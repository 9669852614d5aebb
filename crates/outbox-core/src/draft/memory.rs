//! In-memory draft state store.

use futures::StreamExt;
use futures::stream::BoxStream;
use tokio::sync::watch;
use tokio_stream::wrappers::WatchStream;
use tracing::debug;

use super::model::{DraftId, DraftState, DraftSyncState, SendingError, UserId};
use super::repository::DraftStateRepository;
use crate::{Error, Result};

/// Draft state store kept in memory.
///
/// All users share one snapshot vector published through a `watch` channel.
/// Each observer filters it down to its user.
pub struct InMemoryDraftStateRepository {
    states: watch::Sender<Vec<DraftState>>,
}

impl InMemoryDraftStateRepository {
    /// Create an empty store.
    #[must_use]
    pub fn new() -> Self {
        let (states, _) = watch::channel(Vec::new());
        Self { states }
    }

    /// Apply `change` to one draft, publishing only if the draft exists.
    fn modify_draft(
        &self,
        user_id: &UserId,
        draft_id: &DraftId,
        change: impl FnOnce(&mut DraftState),
    ) -> Result<()> {
        let found = self.states.send_if_modified(|states| {
            match states.iter_mut().find(|state| state.is(user_id, draft_id)) {
                Some(state) => {
                    change(state);
                    true
                }
                None => false,
            }
        });

        if found {
            Ok(())
        } else {
            Err(Error::DraftNotFound {
                user_id: user_id.clone(),
                draft_id: draft_id.clone(),
            })
        }
    }
}

impl Default for InMemoryDraftStateRepository {
    fn default() -> Self {
        Self::new()
    }
}

impl DraftStateRepository for InMemoryDraftStateRepository {
    fn observe_all(&self, user_id: &UserId) -> BoxStream<'static, Result<Vec<DraftState>>> {
        debug!("Observing draft states of user {user_id}");
        let user_id = user_id.clone();
        WatchStream::new(self.states.subscribe())
            .map(move |states| {
                Ok(states
                    .into_iter()
                    .filter(|state| state.user_id == user_id)
                    .collect())
            })
            .boxed()
    }

    async fn upsert(&self, state: DraftState) -> Result<()> {
        debug!(
            "Upserting draft {} of user {} as {}",
            state.draft_id,
            state.user_id,
            state.state.as_str()
        );
        self.states.send_modify(|states| {
            match states
                .iter_mut()
                .find(|existing| existing.is(&state.user_id, &state.draft_id))
            {
                Some(existing) => *existing = state,
                None => states.push(state),
            }
        });
        Ok(())
    }

    async fn update_sync_state(
        &self,
        user_id: &UserId,
        draft_id: &DraftId,
        state: DraftSyncState,
    ) -> Result<()> {
        self.modify_draft(user_id, draft_id, |draft| draft.transition(state))
    }

    async fn update_sending_error(
        &self,
        user_id: &UserId,
        draft_id: &DraftId,
        error: SendingError,
    ) -> Result<()> {
        self.modify_draft(user_id, draft_id, |draft| {
            draft.transition(DraftSyncState::ErrorSending);
            draft.sending_error = Some(error);
        })
    }

    async fn confirm_sending_status(&self, user_id: &UserId, draft_ids: &[DraftId]) -> Result<()> {
        self.states.send_if_modified(|states| {
            let mut confirmed = false;
            for state in states.iter_mut().filter(|state| {
                &state.user_id == user_id
                    && draft_ids.contains(&state.draft_id)
                    && state.state.is_sending_outcome()
                    && !state.sending_status_confirmed
            }) {
                state.sending_status_confirmed = true;
                confirmed = true;
            }
            confirmed
        });
        Ok(())
    }

    async fn delete(&self, user_id: &UserId, draft_id: &DraftId) -> Result<()> {
        self.states.send_if_modified(|states| {
            let before = states.len();
            states.retain(|state| !state.is(user_id, draft_id));
            states.len() != before
        });
        Ok(())
    }
}

#[cfg(test)]
#[allow(clippy::unwrap_used)]
mod tests {
    use super::*;
    use crate::draft::DraftAction;

    fn draft(user: &str, id: &str) -> DraftState {
        DraftState::new(UserId::new(user), DraftId::new(id), DraftAction::Compose)
    }

    #[tokio::test]
    async fn test_observe_all_starts_with_current_snapshot() {
        let repo = InMemoryDraftStateRepository::new();
        repo.upsert(draft("alice", "a")).await.unwrap();
        repo.upsert(draft("bob", "b")).await.unwrap();

        let mut states = repo.observe_all(&UserId::new("alice"));
        let snapshot = states.next().await.unwrap().unwrap();

        assert_eq!(snapshot, vec![draft("alice", "a")]);
    }

    #[tokio::test]
    async fn test_upsert_keeps_insertion_order() {
        let repo = InMemoryDraftStateRepository::new();
        repo.upsert(draft("alice", "a")).await.unwrap();
        repo.upsert(draft("alice", "b")).await.unwrap();
        repo.upsert(draft("alice", "a").with_state(DraftSyncState::Sent))
            .await
            .unwrap();

        let snapshot = repo
            .observe_all(&UserId::new("alice"))
            .next()
            .await
            .unwrap()
            .unwrap();

        let ids: Vec<_> = snapshot.iter().map(|s| s.draft_id.as_str()).collect();
        assert_eq!(ids, vec!["a", "b"]);
        assert_eq!(snapshot[0].state, DraftSyncState::Sent);
    }

    #[tokio::test]
    async fn test_update_missing_draft_fails() {
        let repo = InMemoryDraftStateRepository::new();
        let result = repo
            .update_sync_state(
                &UserId::new("alice"),
                &DraftId::new("ghost"),
                DraftSyncState::Sent,
            )
            .await;

        assert!(matches!(result, Err(Error::DraftNotFound { .. })));
    }

    #[tokio::test]
    async fn test_sending_error_then_retry() {
        let repo = InMemoryDraftStateRepository::new();
        let user = UserId::new("alice");
        let id = DraftId::new("a");
        repo.upsert(draft("alice", "a")).await.unwrap();

        repo.update_sending_error(&user, &id, SendingError::Other("quota".into()))
            .await
            .unwrap();
        let failed = repo.observe(&user, &id).next().await.unwrap().unwrap();
        let failed = failed.unwrap();
        assert_eq!(failed.state, DraftSyncState::ErrorSending);
        assert_eq!(failed.sending_error, Some(SendingError::Other("quota".into())));

        repo.update_sync_state(&user, &id, DraftSyncState::Sending)
            .await
            .unwrap();
        let retrying = repo.observe(&user, &id).next().await.unwrap().unwrap();
        assert_eq!(retrying.unwrap().sending_error, None);
    }

    #[tokio::test]
    async fn test_confirm_only_touches_outcomes() {
        let repo = InMemoryDraftStateRepository::new();
        let user = UserId::new("alice");
        repo.upsert(draft("alice", "a").with_state(DraftSyncState::Sent))
            .await
            .unwrap();
        repo.upsert(draft("alice", "b").with_state(DraftSyncState::Sending))
            .await
            .unwrap();

        repo.confirm_sending_status(&user, &[DraftId::new("a"), DraftId::new("b")])
            .await
            .unwrap();

        let snapshot = repo.observe_all(&user).next().await.unwrap().unwrap();
        assert!(snapshot[0].sending_status_confirmed);
        assert!(!snapshot[1].sending_status_confirmed);
    }

    #[tokio::test]
    async fn test_delete() {
        let repo = InMemoryDraftStateRepository::new();
        let user = UserId::new("alice");
        let id = DraftId::new("a");
        repo.upsert(draft("alice", "a")).await.unwrap();

        repo.delete(&user, &id).await.unwrap();
        repo.delete(&user, &id).await.unwrap();

        let single = repo.observe(&user, &id).next().await.unwrap().unwrap();
        assert_eq!(single, None);
    }
}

*Assigned task*:
Nothing but the lines from the top of the entries above through the line with "pub fn new()" should be set down, each exactly as written.

*Exercise solution*:
repository 9669852614d5aebb
filename crates/outbox-core/src/draft/memory.rs
//! In-memory draft state store.

use futures::StreamExt;
use futures::stream::BoxStream;
use tokio::sync::watch;
use tokio_stream::wrappers::WatchStream;
use tracing::debug;

use super::model::{DraftId, DraftState, DraftSyncState, SendingError, UserId};
use super::repository::DraftStateRepository;
use crate::{Error, Result};

/// Draft state store kept in memory.
///
/// All users share one snapshot vector published through a `watch` channel.
/// Each observer filters it down to its user.
pub struct InMemoryDraftStateRepository {
    states: watch::Sender<Vec<DraftState>>,
}

impl InMemoryDraftStateRepository {
    /// Create an empty store.
    #[must_use]
    pub fn new() -> Self {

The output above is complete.